Perhaps the reason that Audretsch and Feldman's findings don't hold out here, besides the fact that I'm analyzing a radically different situation, is that I'm looking at it in the wrong scale. When you analyze at the size of a city full of dance groups, the competition is detractive to attendance. When you analyze at the level of a group; however, where competition occurs between dancers, and where proximity is measured in how often they dance together or have danced together, I think these factors do add up to a richer setting and more leadership. Friendship and shared dance skill sets can take the sting out of showing off and competitive behavior, and instead of dividing the group into leaders and followers, it will improve the overall atmosphere. This may be why the Madison group is so strong, and why a few groups that are defined by social unity more than geographical proximity in Boston seem to be more energetic. When we bring the inter-group competition for attendance back into consideration, we find that places with high dancer populations see more stratification in dance events based on skill sets than those with low dancer populations. Dancers will go to the dances their friends are at in Boston, and their friends are probably similarly skilled in dancing. This makes the atmosphere more attractive socially but can lead to problems when the the leader peer group does not attend. Madison does not see this trend because we all attend the same events, and therefore our peer group is based on geographical restrictions instead of skills sets. I would argue that that makes the Madison community stronger overall because knowledge is spilling over from those of high skill to those of low skill regularly. However, we do have a smaller total number of leaders in Madison than in Boston. It is hard to say if we have maintained our repertoire better than the Boston community however. It is possible.
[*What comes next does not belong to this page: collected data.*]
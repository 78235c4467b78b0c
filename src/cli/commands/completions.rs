//! Completions command - generate shell completion scripts

use crate::cli::Cli;
use clap::{Args, CommandFactory};
use clap_complete::{generate, Shell};
use std::io;

/// Arguments for the completions command
#[derive(Args, Debug)]
pub struct CompletionsArgs {
    /// Shell to generate completions for
    #[arg(value_enum)]
    pub shell: Shell,
}

/// Execute the completions command
pub fn execute(args: &CompletionsArgs) -> Result<(), Box<dyn std::error::Error>> {
    let mut cmd = Cli::command();
    let name = cmd.get_name().to_string();
    generate(args.shell, &mut cmd, name, &mut io::stdout());
    Ok(())
}
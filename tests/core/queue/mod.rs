// Work queue integration tests

mod test_ordering;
Returning to innovation, I wonder if we could explain the successes of these industries with geographical focuses using peer groups. Could competition occurring within peer groups be more valuable? and geographical proximity allows for more specialized and more stratified peer groups to emerge? This would bring out a larger total number of more skilled people in one place, but could a weaker overall community result? I guess it seems unlikely, but I'm kind of curious what other factors are involved. The fact that people are employed in these industries instead of simply pursuing a hobby probably makes a big difference. Audretsch and Feldman's factor of access to innovation through institutions like universities also would make a difference, and I could probably write even more about that, since international folk dance groups are almost always in cities with big educational institutions, but I think this has become long enough. Thank you for reading.